Com armas longas e pistolas, os assaltantes reagiram abrindo fogo contra os policiais militares, que revidaram. Os sete ladrões tombaram mortos.
Além dos armamentos, os criminosos ainda portavam explosivos, que seriam empregados para conseguir acessar os valores dos caixas eletrônicos e cofres. No entanto, não houve tempo para que eles fossem detonados. O Batalhão de Operações Especiais (Bope) da Brigada Militar foi acionado por conta dos dispositivos, que ficaram no local.
Dois dos assaltantes usavam moletons da Polícia Civil. Com os criminosos, também foram encontradas máscaras e miguelitos — ferros ou pregos retorcidos empregados para furar pneus e impedir a perseguição policial. Os ladrões chegaram ao município em dois veículos, por volta da 1h30min:
— Tem três criminosos mortos dentro da agência do Banco do Brasil e outros quatro nos arredores da agência do Sicredi — descreveu, ainda durante a madrugada, o policial civil do município Silvano Mezzomo.

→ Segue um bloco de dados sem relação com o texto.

//! Command-line interface module
//!
//! Implements all CLI commands using clap:
//! - gen: Generate a council report (PDF or DOCX)
//! - config init: Initialize configuration file
//! - show turns: List the turns of a transcript

pub mod config;
pub mod gen;
pub mod show;
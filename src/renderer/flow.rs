//! Flow (word-processor style) renderer
//!
//! Builds a block tree for a report. Page breaking is left to whatever
//! application opens the document; this renderer only decides block order,
//! nesting, and styling.

use tracing::info;

use super::blocks::{
    Alignment, Block, Border, FlowDocument, Heading, HeadingStyle, Paragraph, Run, Spacing, Table,
    TableCell, TableRow,
};
use super::docx;
use super::palette;
use crate::config::Branding;
use crate::error::Result;
use crate::models::ReportModel;

const FONT: &str = "Georgia";
const RULE: &str = "═══════════════════════════════════════";
const CROWN: &str = "👑 ";

/// Header cells of the standings table with their width share
const STANDINGS_COLUMNS: [(&str, u8); 4] = [
    ("Rank", 15),
    ("Model", 45),
    ("Average Rank", 25),
    ("Votes", 15),
];

/// Renders reports as styled flow documents
pub struct FlowRenderer<'a> {
    branding: &'a Branding,
}

impl<'a> FlowRenderer<'a> {
    pub fn new(branding: &'a Branding) -> Self {
        Self { branding }
    }

    /// Render a report to DOCX bytes
    pub fn render(&self, model: &ReportModel) -> Result<Vec<u8>> {
        let document = self.build(model);
        let bytes = docx::write(&document)?;
        info!(
            blocks = document.blocks.len(),
            bytes = bytes.len(),
            "flow report rendered"
        );
        Ok(bytes)
    }

    /// Build the block tree for a report
    pub fn build(&self, model: &ReportModel) -> FlowDocument {
        let mut blocks = Vec::new();

        self.title_block(model, &mut blocks);
        self.inquiry(model, &mut blocks);
        self.deliberations(model, &mut blocks);
        self.evaluations(model, &mut blocks);
        self.verdict(model, &mut blocks);
        self.closing(&mut blocks);

        FlowDocument {
            blocks,
            page_margin: 1440,
            heading_style: HeadingStyle {
                font: FONT.to_string(),
                size: 32,
                color: palette::GOLD_DARK,
                spacing: Spacing {
                    before: 400,
                    after: 200,
                },
            },
        }
    }

    fn title_block(&self, model: &ReportModel, blocks: &mut Vec<Block>) {
        blocks.push(Block::Paragraph(
            Paragraph::new()
                .run(
                    Run::new(&self.branding.title)
                        .bold()
                        .size(48)
                        .color(palette::GOLD_DARK)
                        .font(FONT),
                )
                .align(Alignment::Center)
                .spacing(0, 200),
        ));
        blocks.push(Block::Paragraph(
            Paragraph::new()
                .run(
                    Run::new(&self.branding.subtitle)
                        .italic()
                        .size(28)
                        .color(palette::TEXT_MUTED)
                        .font(FONT),
                )
                .align(Alignment::Center)
                .spacing(0, 200),
        ));
        blocks.push(Block::Paragraph(rule().spacing(0, 200)));
        blocks.push(Block::Paragraph(
            Paragraph::new()
                .run(
                    Run::new(format!("Generated: {}", model.generated_display()))
                        .size(20)
                        .color(palette::TEXT_MUTED)
                        .font(FONT),
                )
                .align(Alignment::Center)
                .spacing(0, 400),
        ));
    }

    fn inquiry(&self, model: &ReportModel, blocks: &mut Vec<Block>) {
        blocks.push(heading("THE INQUIRY", 1, true));
        blocks.push(Block::Paragraph(
            Paragraph::new()
                .run(Run::new(&model.question).size(24).font(FONT))
                .spacing(0, 400)
                .left_border(Border {
                    color: palette::GOLD_ACCENT,
                    size: 12,
                    space: 15,
                })
                .indent(400),
        ));
    }

    fn deliberations(&self, model: &ReportModel, blocks: &mut Vec<Block>) {
        blocks.push(heading("STAGE I: INDIVIDUAL DELIBERATIONS", 1, false));

        for response in &model.responses {
            blocks.push(Block::Paragraph(
                label_paragraph(Run::new(response.label()).bold()).spacing(300, 100),
            ));
            for chunk in chunks(&response.plain_text()) {
                blocks.push(Block::Paragraph(
                    Paragraph::new()
                        .run(Run::new(chunk).size(22).font(FONT))
                        .spacing(0, 120)
                        .indent(200),
                ));
            }
        }
    }

    fn evaluations(&self, model: &ReportModel, blocks: &mut Vec<Block>) {
        blocks.push(heading("STAGE II: PEER EVALUATIONS & RANKINGS", 1, false));

        for evaluation in &model.evaluations {
            blocks.push(Block::Paragraph(
                label_paragraph(Run::new(evaluation.label()).bold()).spacing(200, 100),
            ));
            for (i, name) in evaluation.ranking.iter().enumerate() {
                blocks.push(Block::Paragraph(
                    Paragraph::new()
                        .run(Run::new(format!("{}. {}", i + 1, name)).size(22).font(FONT))
                        .indent(400)
                        .spacing(0, 50),
                ));
            }
        }

        if model.has_standings() {
            blocks.push(heading("AGGREGATE STANDINGS (Street Cred)", 2, false));
            blocks.push(Block::Table(standings_table(model)));
        }
    }

    fn verdict(&self, model: &ReportModel, blocks: &mut Vec<Block>) {
        blocks.push(heading("STAGE III: THE COUNCIL'S FINAL VERDICT", 1, false));

        blocks.push(Block::Paragraph(
            Paragraph::new()
                .run(Run::new(CROWN).size(24))
                .run(
                    Run::new(model.verdict.label())
                        .italic()
                        .size(24)
                        .color(palette::GOLD_ACCENT)
                        .font(FONT),
                )
                .spacing(0, 200),
        ));

        for chunk in chunks(&model.verdict.plain_text()) {
            blocks.push(Block::Paragraph(
                Paragraph::new()
                    .run(Run::new(chunk).size(24).font(FONT))
                    .spacing(0, 150)
                    .indent(200),
            ));
        }
    }

    fn closing(&self, blocks: &mut Vec<Block>) {
        blocks.push(Block::Paragraph(rule().spacing(600, 200)));
        blocks.push(Block::Paragraph(
            Paragraph::new()
                .run(
                    Run::new(&self.branding.tagline)
                        .italic()
                        .size(18)
                        .color(palette::TEXT_MUTED)
                        .font(FONT),
                )
                .align(Alignment::Center),
        ));
    }
}

fn heading(text: &str, level: u8, thematic_break: bool) -> Block {
    Block::Heading(Heading {
        text: text.to_string(),
        level,
        thematic_break,
    })
}

fn rule() -> Paragraph {
    Paragraph::new()
        .run(Run::new(RULE).size(24).color(palette::GOLD_ACCENT))
        .align(Alignment::Center)
}

/// Gold label line above an entry
fn label_paragraph(run: Run) -> Paragraph {
    Paragraph::new().run(run.size(24).color(palette::GOLD_ACCENT).font(FONT))
}

/// Split normalized text into trimmed, non-empty blank-line-delimited chunks
fn chunks(text: &str) -> Vec<&str> {
    text.split("\n\n")
        .map(str::trim)
        .filter(|chunk| !chunk.is_empty())
        .collect()
}

fn standings_table(model: &ReportModel) -> Table {
    let header = TableRow {
        cells: STANDINGS_COLUMNS
            .iter()
            .map(|(title, width)| {
                TableCell::new(Paragraph::new().run(Run::new(*title).bold().size(22))).width(*width)
            })
            .collect(),
    };

    let rows = model.standings.iter().map(|standing| TableRow {
        cells: vec![
            TableCell::new(cell(&format!("#{}", standing.position))),
            TableCell::new(cell(&standing.display_name)),
            TableCell::new(cell(&standing.average_display())),
            TableCell::new(cell(&standing.rankings_count.to_string())),
        ],
    });

    Table {
        rows: std::iter::once(header).chain(rows).collect(),
    }
}

fn cell(text: &str) -> Paragraph {
    Paragraph::new().run(Run::new(text).size(22))
}
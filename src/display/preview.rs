//! Markdown preview of a flow document

use crate::renderer::blocks::{Block, FlowDocument, Paragraph, Run, Table, TableCell};

/// Render a flow document as terminal-friendly markdown
pub fn to_markdown(document: &FlowDocument) -> String {
    let mut sections = Vec::new();

    for block in &document.blocks {
        match block {
            Block::Heading(heading) => {
                let hashes = "#".repeat(usize::from(heading.level.clamp(1, 6)));
                sections.push(format!("{} {}", hashes, heading.text));
            }
            Block::Paragraph(paragraph) => {
                let text = paragraph_markdown(paragraph);
                if !text.trim().is_empty() {
                    sections.push(text);
                }
            }
            Block::Table(table) => sections.push(table_markdown(table)),
        }
    }

    sections.join("\n\n")
}

fn paragraph_markdown(paragraph: &Paragraph) -> String {
    let text: String = paragraph.runs.iter().map(run_markdown).collect();

    if paragraph.left_border.is_some() {
        text.lines()
            .map(|line| format!("> {}", line))
            .collect::<Vec<_>>()
            .join("\n")
    } else {
        text
    }
}

fn run_markdown(run: &Run) -> String {
    let text = run.text.as_str();
    let trimmed = text.trim();
    if trimmed.is_empty() || (!run.bold && !run.italic) {
        return text.to_string();
    }

    let marker = match (run.bold, run.italic) {
        (true, true) => "***",
        (true, false) => "**",
        _ => "*",
    };
    // Markers must hug the text, so move surrounding whitespace outside
    let leading = &text[..text.len() - text.trim_start().len()];
    let trailing = &text[text.trim_end().len()..];
    format!("{}{}{}{}{}", leading, marker, trimmed, marker, trailing)
}

fn table_markdown(table: &Table) -> String {
    let mut lines = Vec::new();

    for (i, row) in table.rows.iter().enumerate() {
        let cells: Vec<String> = row.cells.iter().map(cell_text).collect();
        lines.push(format!("|{}|", cells.join("|")));
        if i == 0 {
            lines.push(format!("|{}|", vec![":-"; cells.len()].join("|")));
        }
    }

    lines.join("\n")
}

fn cell_text(cell: &TableCell) -> String {
    cell.text().replace('|', "/").replace('\n', " ")
}
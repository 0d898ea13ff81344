//! Transcript loading
//!
//! A transcript file holds either a single council turn or a whole
//! conversation as saved by the deliberation front end:
//! `{ "messages": [ { "role": "user", "content": ... }, { "role": "assistant", "stage1": ... } ] }`.

use serde::Deserialize;
use serde_json::Value;
use std::fs;
use std::path::Path;
use tracing::debug;

use crate::error::{ReportError, Result};
use crate::models::{AggregateMetadata, CouncilTurn, FinalVerdict, ModelRanking, ModelResponse};

const ASSISTANT_ROLE: &str = "assistant";

/// One message of a saved conversation
#[derive(Debug, Deserialize)]
struct Message {
    role: String,
    #[serde(default)]
    content: Option<String>,
    #[serde(default)]
    stage1: Option<Vec<ModelResponse>>,
    #[serde(default)]
    stage2: Option<Vec<ModelRanking>>,
    #[serde(default)]
    stage3: Option<FinalVerdict>,
    #[serde(default)]
    metadata: Option<AggregateMetadata>,
}

#[derive(Debug, Deserialize)]
struct Conversation {
    messages: Vec<Message>,
}

/// Summary of one assistant turn in a transcript
#[derive(Debug, Clone, PartialEq)]
pub struct TurnSummary {
    /// 1-based position among assistant turns
    pub number: usize,
    pub question: String,
    /// Final verdict present, so a report can be generated
    pub complete: bool,
}

/// Load one council turn from a transcript file.
///
/// `turn` is 1-based over the assistant messages of a conversation and
/// defaults to the last one. A bare turn file only has turn 1.
pub fn load(path: &Path, turn: Option<usize>) -> Result<CouncilTurn> {
    let turns = read_turns(path)?;
    select(turns, turn)
}

/// List the assistant turns of a transcript file
pub fn list(path: &Path) -> Result<Vec<TurnSummary>> {
    let turns = read_turns(path)?;
    Ok(turns
        .iter()
        .enumerate()
        .map(|(i, turn)| TurnSummary {
            number: i + 1,
            question: turn.question.clone(),
            complete: turn.stage3.is_some(),
        })
        .collect())
}

fn read_turns(path: &Path) -> Result<Vec<CouncilTurn>> {
    let content = fs::read_to_string(path).map_err(|e| {
        ReportError::Transcript(format!("Cannot read '{}': {}", path.display(), e))
    })?;
    parse_turns(&content)
}

/// Parse transcript text into its council turns, in conversation order
pub fn parse_turns(content: &str) -> Result<Vec<CouncilTurn>> {
    let value: Value = serde_json::from_str(content)?;

    if value.get("messages").is_some() {
        let conversation: Conversation = serde_json::from_value(value)?;
        let turns = conversation_turns(conversation.messages);
        debug!(turns = turns.len(), "parsed conversation transcript");
        Ok(turns)
    } else if value.is_object() {
        let turn: CouncilTurn = serde_json::from_value(value)?;
        Ok(vec![turn])
    } else {
        Err(ReportError::Transcript(
            "expected a council turn or a conversation object".to_string(),
        ))
    }
}

fn conversation_turns(messages: Vec<Message>) -> Vec<CouncilTurn> {
    let mut turns = Vec::new();
    let mut previous_content: Option<String> = None;

    for message in messages {
        if message.role == ASSISTANT_ROLE {
            turns.push(CouncilTurn {
                question: previous_content.take().unwrap_or_default(),
                stage1: message.stage1.unwrap_or_default(),
                stage2: message.stage2.unwrap_or_default(),
                stage3: message.stage3,
                metadata: message.metadata,
            });
        }
        previous_content = message.content;
    }

    turns
}

fn select(mut turns: Vec<CouncilTurn>, turn: Option<usize>) -> Result<CouncilTurn> {
    if turns.is_empty() {
        return Err(ReportError::Transcript(
            "transcript has no assistant turns".to_string(),
        ));
    }

    let count = turns.len();
    let index = match turn {
        None => count - 1,
        Some(n) if (1..=count).contains(&n) => n - 1,
        Some(n) => {
            return Err(ReportError::Transcript(format!(
                "turn {} out of range (transcript has {} turn{})",
                n,
                count,
                if count == 1 { "" } else { "s" }
            )))
        }
    };

    Ok(turns.swap_remove(index))
}
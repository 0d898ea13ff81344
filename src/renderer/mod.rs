//! Report renderers
//!
//! Two targets share one report model: a paginated PDF drawn on a
//! fixed-size page canvas, and a flow document handed to a word processor
//! as DOCX.

pub mod blocks;
pub mod canvas;
pub mod docx;
pub mod flow;
pub mod metrics;
pub mod package;
pub mod paginated;
pub mod palette;
pub mod pdf;

use clap::ValueEnum;

pub use flow::FlowRenderer;
pub use paginated::PaginatedRenderer;

/// Output target selected on the command line
#[derive(Debug, Clone, Copy, PartialEq, Eq, ValueEnum)]
pub enum Format {
    /// Paginated PDF
    Pdf,
    /// Word-processor document
    Docx,
}

impl Format {
    /// File extension without the dot
    pub fn extension(self) -> &'static str {
        match self {
            Format::Pdf => "pdf",
            Format::Docx => "docx",
        }
    }
}
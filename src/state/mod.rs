//! Generation state
//!
//! Tracks whether a report is currently being generated. At most one
//! generation runs at a time; the guard returned by `acquire` puts the gate
//! back to idle when dropped, on success and failure alike.

use std::sync::atomic::{AtomicBool, Ordering};
use tracing::debug;

use crate::error::{ReportError, Result};

/// Observable state of the generation trigger
#[derive(Debug, Clone, Copy, PartialEq, Eq)]
pub enum GenerationState {
    Idle,
    Generating,
}

/// Two-state gate guarding report generation
#[derive(Debug, Default)]
pub struct GenerationGate {
    busy: AtomicBool,
}

/// Held for the duration of one generation
#[derive(Debug)]
pub struct GenerationGuard<'a> {
    gate: &'a GenerationGate,
}

impl GenerationGate {
    pub const fn new() -> Self {
        Self {
            busy: AtomicBool::new(false),
        }
    }

    pub fn state(&self) -> GenerationState {
        if self.busy.load(Ordering::Acquire) {
            GenerationState::Generating
        } else {
            GenerationState::Idle
        }
    }

    /// Move from idle to generating.
    ///
    /// Fails with `GenerationInProgress` while another guard is alive.
    pub fn acquire(&self) -> Result<GenerationGuard<'_>> {
        self.busy
            .compare_exchange(false, true, Ordering::AcqRel, Ordering::Acquire)
            .map_err(|_| ReportError::GenerationInProgress)?;
        debug!("generation gate acquired");
        Ok(GenerationGuard { gate: self })
    }
}

impl Drop for GenerationGuard<'_> {
    fn drop(&mut self) {
        self.gate.busy.store(false, Ordering::Release);
        debug!("generation gate released");
    }
}
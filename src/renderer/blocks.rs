//! Block tree for flow documents
//!
//! A flow document is an ordered list of headings, paragraphs, and tables.
//! Paragraphs hold styled runs. Sizes follow word-processor conventions:
//! run sizes in half-points, indents and spacing in twentieths of a point.

use super::canvas::Rgb;

/// A flow document ready for a target-specific writer
#[derive(Debug, Clone, PartialEq)]
pub struct FlowDocument {
    pub blocks: Vec<Block>,
    /// Page margin on all four sides, in twips
    pub page_margin: u32,
    /// Style applied to level-1 headings
    pub heading_style: HeadingStyle,
}

#[derive(Debug, Clone, PartialEq)]
pub struct HeadingStyle {
    pub font: String,
    /// Half-points
    pub size: u32,
    pub color: Rgb,
    pub spacing: Spacing,
}

#[derive(Debug, Clone, PartialEq)]
pub enum Block {
    Heading(Heading),
    Paragraph(Paragraph),
    Table(Table),
}

#[derive(Debug, Clone, PartialEq)]
pub struct Heading {
    pub text: String,
    pub level: u8,
    /// Horizontal rule under the heading
    pub thematic_break: bool,
}

#[derive(Debug, Clone, Copy, Default, PartialEq, Eq)]
pub enum Alignment {
    #[default]
    Left,
    Center,
}

#[derive(Debug, Clone, Copy, Default, PartialEq, Eq)]
pub struct Spacing {
    pub before: u32,
    pub after: u32,
}

/// A single-line border on one side of a paragraph
#[derive(Debug, Clone, Copy, PartialEq, Eq)]
pub struct Border {
    pub color: Rgb,
    /// Eighths of a point
    pub size: u32,
    /// Gap between border and text, in points
    pub space: u32,
}

#[derive(Debug, Clone, Default, PartialEq)]
pub struct Paragraph {
    pub runs: Vec<Run>,
    pub alignment: Alignment,
    pub indent_left: u32,
    pub spacing: Spacing,
    pub left_border: Option<Border>,
}

#[derive(Debug, Clone, Default, PartialEq)]
pub struct Run {
    pub text: String,
    pub bold: bool,
    pub italic: bool,
    pub size: Option<u32>,
    pub color: Option<Rgb>,
    pub font: Option<String>,
}

#[derive(Debug, Clone, PartialEq)]
pub struct Table {
    pub rows: Vec<TableRow>,
}

#[derive(Debug, Clone, PartialEq)]
pub struct TableRow {
    pub cells: Vec<TableCell>,
}

#[derive(Debug, Clone, PartialEq)]
pub struct TableCell {
    pub paragraphs: Vec<Paragraph>,
    /// Share of the table width, in percent
    pub width_pct: Option<u8>,
}

impl Run {
    pub fn new(text: impl Into<String>) -> Self {
        Self {
            text: text.into(),
            ..Default::default()
        }
    }

    pub fn bold(mut self) -> Self {
        self.bold = true;
        self
    }

    pub fn italic(mut self) -> Self {
        self.italic = true;
        self
    }

    pub fn size(mut self, half_points: u32) -> Self {
        self.size = Some(half_points);
        self
    }

    pub fn color(mut self, color: Rgb) -> Self {
        self.color = Some(color);
        self
    }

    pub fn font(mut self, font: &str) -> Self {
        self.font = Some(font.to_string());
        self
    }
}

impl Paragraph {
    pub fn new() -> Self {
        Self::default()
    }

    pub fn run(mut self, run: Run) -> Self {
        self.runs.push(run);
        self
    }

    pub fn align(mut self, alignment: Alignment) -> Self {
        self.alignment = alignment;
        self
    }

    pub fn indent(mut self, twips: u32) -> Self {
        self.indent_left = twips;
        self
    }

    pub fn spacing(mut self, before: u32, after: u32) -> Self {
        self.spacing = Spacing { before, after };
        self
    }

    pub fn left_border(mut self, border: Border) -> Self {
        self.left_border = Some(border);
        self
    }

    /// Concatenated text of all runs
    pub fn text(&self) -> String {
        self.runs.iter().map(|r| r.text.as_str()).collect()
    }
}

impl TableCell {
    pub fn new(paragraph: Paragraph) -> Self {
        Self {
            paragraphs: vec![paragraph],
            width_pct: None,
        }
    }

    pub fn width(mut self, pct: u8) -> Self {
        self.width_pct = Some(pct);
        self
    }

    pub fn text(&self) -> String {
        self.paragraphs
            .iter()
            .map(Paragraph::text)
            .collect::<Vec<_>>()
            .join("\n")
    }
}

#[cfg(test)]
impl FlowDocument {
    /// Plain text of every heading and paragraph, in document order.
    ///
    /// Table cells are included row by row.
    pub fn texts(&self) -> Vec<String> {
        let mut texts = Vec::new();
        for block in &self.blocks {
            match block {
                Block::Heading(h) => texts.push(h.text.clone()),
                Block::Paragraph(p) => texts.push(p.text()),
                Block::Table(t) => {
                    for row in &t.rows {
                        texts.extend(row.cells.iter().map(TableCell::text));
                    }
                }
            }
        }
        texts
    }

    /// Every table in the document
    pub fn tables(&self) -> impl Iterator<Item = &Table> {
        self.blocks.iter().filter_map(|b| match b {
            Block::Table(t) => Some(t),
            _ => None,
        })
    }
}

#[cfg(test)]
mod tests {
    use super::*;

    #[test]
    fn test_run_builder() {
        let run = Run::new("Label").bold().size(24).color(Rgb(1, 2, 3)).font("Georgia");
        assert!(run.bold);
        assert!(!run.italic);
        assert_eq!(run.size, Some(24));
        assert_eq!(run.font.as_deref(), Some("Georgia"));
    }

    #[test]
    fn test_paragraph_text_joins_runs() {
        let paragraph = Paragraph::new()
            .run(Run::new("Chairman: "))
            .run(Run::new("x").italic());
        assert_eq!(paragraph.text(), "Chairman: x");
    }

    #[test]
    fn test_document_texts_in_order() {
        let document = FlowDocument {
            blocks: vec![
                Block::Heading(Heading {
                    text: "H".to_string(),
                    level: 1,
                    thematic_break: false,
                }),
                Block::Paragraph(Paragraph::new().run(Run::new("P"))),
                Block::Table(Table {
                    rows: vec![TableRow {
                        cells: vec![
                            TableCell::new(Paragraph::new().run(Run::new("A"))),
                            TableCell::new(Paragraph::new().run(Run::new("B"))).width(50),
                        ],
                    }],
                }),
            ],
            page_margin: 1440,
            heading_style: HeadingStyle {
                font: "Georgia".to_string(),
                size: 32,
                color: Rgb(0, 0, 0),
                spacing: Spacing::default(),
            },
        };

        assert_eq!(document.texts(), vec!["H", "P", "A", "B"]);
        assert_eq!(document.tables().count(), 1);
    }
}
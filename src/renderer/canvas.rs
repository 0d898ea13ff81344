//! Page canvas capability used by the paginated renderer
//!
//! Coordinates are millimetres measured from the top-left corner of the
//! page; text is positioned by its baseline.

use crate::error::Result;

pub use super::metrics::FontStyle;

/// An RGB colour with 8-bit channels
#[derive(Debug, Clone, Copy, PartialEq, Eq)]
pub struct Rgb(pub u8, pub u8, pub u8);

impl Rgb {
    /// Hex form without the leading `#`, e.g. `8a7048`
    pub fn hex(self) -> String {
        format!("{:02x}{:02x}{:02x}", self.0, self.1, self.2)
    }
}

/// Horizontal anchoring of a text run relative to its x coordinate
#[derive(Debug, Clone, Copy, PartialEq, Eq)]
pub enum Align {
    Left,
    Center,
}

/// A drawing surface made of fixed-size pages.
///
/// A fresh canvas has exactly one page, which is current. Page numbers are
/// 1-based.
pub trait PageCanvas {
    /// Page width and height in millimetres
    fn page_size(&self) -> (f64, f64);

    fn set_font(&mut self, style: FontStyle, size: f64);

    fn set_text_color(&mut self, color: Rgb);

    fn set_draw_color(&mut self, color: Rgb);

    fn set_line_width(&mut self, width: f64);

    /// Width of `text` in millimetres in the current font
    fn measure_text(&self, text: &str) -> f64;

    fn draw_text(&mut self, text: &str, x: f64, y: f64, align: Align) -> Result<()>;

    fn draw_line(&mut self, x1: f64, y1: f64, x2: f64, y2: f64) -> Result<()>;

    /// Stroke a rectangle whose top-left corner is `(x, y)`
    fn draw_rect(&mut self, x: f64, y: f64, width: f64, height: f64) -> Result<()>;

    /// Append a page and make it current
    fn start_new_page(&mut self) -> Result<()>;

    fn page_count(&self) -> usize;

    /// Make an existing page current
    fn set_page(&mut self, page: usize) -> Result<()>;
}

De casa, a cerca de quatro quilômetros do local do ataque, o prefeito Gilberto Zanotto conseguiu ouvir o tiroteio. O chefe do Executivo recorda que o último ataque a agências bancárias do município havia acontecido em 2013. Daquela vez, não houve emprego de explosivos e nem mortes, completamente diferente dessa madrugada.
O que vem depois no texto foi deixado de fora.